Modeling User Satisfaction Dynamics in Dialogue via Hawkes Process
This work addresses the challenge of automatic performance evaluation for dialogue systems, which is crucial for developers and researchers, though it is incremental as it builds on existing user satisfaction estimation methods.
The paper tackles the problem of evaluating dialogue systems by modeling user satisfaction dynamics across turns, proposing ASAP, which uses a Hawkes process to treat satisfaction as an event sequence and achieves substantial improvements over state-of-the-art baselines on four benchmark datasets.

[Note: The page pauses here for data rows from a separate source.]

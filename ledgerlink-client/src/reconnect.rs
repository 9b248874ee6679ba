//! Reconnection delay strategies
//!
//! When a link is lost and the client was not closed on purpose, the engine
//! asks its strategy how long to wait before the next connect. The attempt
//! number passed in is the per-endpoint attempt counter, so delays start
//! over after a failover or a successful handshake.
//!
//! # Built-in Strategies
//!
//! - **AttemptScaledBackoff**: delay grows linearly with the attempt count,
//!   scaled so that the last allowed attempt waits about one connect timeout
//!   (the default)
//! - **FixedDelay**: constant delay between attempts
//!
//! # Examples
//!
//! ```rust
//! use ledgerlink_client::{AttemptScaledBackoff, ReconnectionStrategy};
//! use std::time::Duration;
//!
//! let mut backoff = AttemptScaledBackoff::new(Duration::from_secs(4), Duration::from_secs(1))
//!     .with_max_attempts(4);
//! assert_eq!(backoff.next_delay(0), Duration::from_secs(1));
//! assert_eq!(backoff.next_delay(3), Duration::from_secs(4));
//! ```

use std::time::Duration;

/// Computes the wait before a reconnect
pub trait ReconnectionStrategy: Send + Sync {
    /// Delay before reconnecting, given the current per-endpoint attempt count
    fn next_delay(&mut self, attempt: u32) -> Duration;

    /// Called once a connection reaches ready
    fn reset(&mut self) {}
}

/// Linear backoff scaled by the attempt budget
///
/// `delay = max(min_delay, (attempt + 1) * factor)` where `factor` is
/// `(connect_timeout - 1s) / (max_attempts - 1)` when more than one attempt
/// is allowed and one second otherwise. The delay never exceeds
/// `max(connect_timeout, min_delay)`.
#[derive(Debug, Clone)]
pub struct AttemptScaledBackoff {
    connect_timeout: Duration,
    min_delay: Duration,
    max_attempts: Option<u32>,
}

impl AttemptScaledBackoff {
    pub fn new(connect_timeout: Duration, min_delay: Duration) -> Self {
        Self {
            connect_timeout,
            min_delay,
            max_attempts: None,
        }
    }

    /// Scale the delays to this many attempts per endpoint
    pub fn with_max_attempts(mut self, max_attempts: u32) -> Self {
        self.max_attempts = Some(max_attempts);
        self
    }

    fn factor(&self) -> Duration {
        match self.max_attempts {
            Some(max) if max > 1 => {
                self.connect_timeout.saturating_sub(Duration::from_secs(1)) / (max - 1)
            }
            _ => Duration::from_secs(1),
        }
    }

    /// Upper bound of any delay this strategy returns
    pub fn ceiling(&self) -> Duration {
        self.connect_timeout.max(self.min_delay)
    }
}

impl Default for AttemptScaledBackoff {
    fn default() -> Self {
        Self::new(Duration::from_secs(4), Duration::from_secs(1))
    }
}

impl ReconnectionStrategy for AttemptScaledBackoff {
    fn next_delay(&mut self, attempt: u32) -> Duration {
        let scaled = self.factor().saturating_mul(attempt.saturating_add(1));
        scaled.max(self.min_delay).min(self.ceiling())
    }
}

/// Constant delay between attempts
#[derive(Debug, Clone)]
pub struct FixedDelay {
    delay: Duration,
}

impl FixedDelay {
    pub fn new(delay: Duration) -> Self {
        Self { delay }
    }
}

impl ReconnectionStrategy for FixedDelay {
    fn next_delay(&mut self, _attempt: u32) -> Duration {
        self.delay
    }
}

Dialogue systems have received increasing attention while automatically evaluating their performance remains challenging. User satisfaction estimation (USE) has been proposed as an alternative. It assumes that the performance of a dialogue system can be measured by user satisfaction and uses an estimator to simulate users. The effectiveness of USE depends heavily on the estimator. Existing estimators independently predict user satisfaction at each turn and ignore satisfaction dynamics across turns within a dialogue. In order to fully simulate users, it is crucial to take satisfaction dynamics into account. To fill this gap, we propose a new estimator ASAP (sAtisfaction eStimation via HAwkes Process) that treats user satisfaction across turns as an event sequence and employs a Hawkes process to effectively model the dynamics in this sequence. Experimental results on four benchmark dialogue datasets demonstrate that ASAP can substantially outperform state-of-the-art baseline estimators.